Bursting onto the New Zealand domestic rugby scene in 2014, Tongia became a key member of the Hawke's Bay side that won the Ranfurly Shield and he was also the top try scorer in last seasons ITM Cup, scoring 10 tries.
The 24 year-old's rise through the rugby union ranks is not your usual story of a player switching from rugby league, however.
Born in Brisbane, Australia, Tongia became a schoolboy rugby league star while playing for Clair Vaux Mackillop College in Brisbane.
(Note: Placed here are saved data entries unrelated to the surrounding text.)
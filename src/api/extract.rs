//! `Json` and `Query` extractors whose rejections render as [`AppError`].
//!
//! axum's own rejections answer with a plain-text body; these wrappers keep
//! every client error in the `{"error": {...}}` shape.

use axum::{
    Json,
    extract::{
        FromRequest, FromRequestParts, Query, Request,
        rejection::{JsonRejection, QueryRejection},
    },
    http::request::Parts,
};

use crate::error::AppError;

/// JSON request body; a missing, malformed or mistyped body is `InvalidInput`.
#[derive(Debug, Clone, Copy, Default)]
pub struct ApiJson<T>(pub T);

impl<S, T> FromRequest<S> for ApiJson<T>
where
    Json<T>: FromRequest<S, Rejection = JsonRejection>,
    S: Send + Sync,
{
    type Rejection = AppError;

    async fn from_request(req: Request, state: &S) -> Result<Self, Self::Rejection> {
        let Json(value) = Json::<T>::from_request(req, state).await?;
        Ok(Self(value))
    }
}

/// Query string; an undecodable query is `InvalidInput`.
#[derive(Debug, Clone, Copy, Default)]
pub struct ApiQuery<T>(pub T);

impl<S, T> FromRequestParts<S> for ApiQuery<T>
where
    Query<T>: FromRequestParts<S, Rejection = QueryRejection>,
    S: Send + Sync,
{
    type Rejection = AppError;

    async fn from_request_parts(parts: &mut Parts, state: &S) -> Result<Self, Self::Rejection> {
        let Query(value) = Query::<T>::from_request_parts(parts, state).await?;
        Ok(Self(value))
    }
}

impl From<JsonRejection> for AppError {
    fn from(rejection: JsonRejection) -> Self {
        AppError::invalid_input(rejection.body_text())
    }
}

impl From<QueryRejection> for AppError {
    fn from(rejection: QueryRejection) -> Self {
        AppError::invalid_input(rejection.body_text())
    }
}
He played with and against the likes of Wallabies James O'Connor and Matt Toomua during his schoolboy days on the rugby league field.
Tongia was signed by the Gold Coast Titans once he left school, spending two years playing for their under-20 side in 2008 and 2009.
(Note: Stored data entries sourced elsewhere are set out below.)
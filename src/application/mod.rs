//! Application layer services.
//!
//! Services orchestrate the domain components and own input validation.
//! They are the only surface the HTTP handlers and the admin CLI call.
//!
//! # Available Services
//!
//! - [`services::resolution_service::ResolutionService`] - Shorten, resolve
//!   and rank links

pub mod services;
After signing for the Cronoulla Sharks in 2010, the outside back, who is most familiar with playing on the wing, was selected to play for Papua New Guinea in the 2010 Four Nations tournament - a place where he spent time growing up as a child, due to his parents who were born there.
The chance to play with and rub shoulders against the best league players in the world was the definite highlight of his league career, Tongia said.
"We played against New Zealand, Australia and England; I'd say it was the highlight," he said.
In search of more regular game time, Tongia left the Sharks and headed to The English Super League where he signed on with Wakefield for the 2011 season.
In mid 2012 Tongia made the decision to head back to Brisbane for personal reasons.
He tried his luck to secure an NRL contract upon arriving back in Australia, however was unable to secure a deal with any team.
At a crossroads in his career, Tongia made the decision to switch to rugby union in late 2013.
He took part in the Noosa International sevens tournament at the end of 2013, impressing enough to be invited to the Australian sevens training camp.
"That kind of got me interested in the whole rugby thing."
"After tasting that (Australian sevens camp) I had more of a desire to play in the 15 man game."
With his name starting to gather some momentum in rugby union circles, Tongia approached the Queensland Reds in search of an opportunity to play Super Rugby, or at least be a part of the squad, however he was told they were not interested in acquiring his services.
Not being wanted by his home franchise had left Tongia disappointed.
"The Reds weren't interested, it kind of left me dumbfounded," Tongia said.
Intent on still trying to make it in the world of professional rugby, he went about pursuing opportunities in New Zealand.
After a few enquiries Tongia made his way to Hawke's Bay in June 2014 to try and gain a place in the Hawke's Bay ITM Cup team.
Arriving with no guarantee of a contract, Tongia came to Napier needing to prove himself in club rugby to gain a contract with the Magpies.
"After four club games I was invited to come and train with the Hawke's Bay squad," he said.
Tongia impressed enough to gain a Hawke's Bay contract soon after arriving.
The outside back went from strength to strength in the 2014 ITM Cup, playing well enough to catch the attention of Highlanders coach Jamie Joseph.
"After the final shield game I got a phone call from Jamie saying he was keen to have me on board for the 2015 season as a member of the wider-training squad," Tongia said.
Tongia has also signed on for the Highlanders for the 2016 season and has relocated south bringing with him his partner Rachel.
He is also father to his son Makaio, 5, who is based in Australia with his mother but comes across the Tasman to see Tongia on a regular basis.
"They (Rachel and Makaio) are both two reasons why I want to give it a crack and do well over here."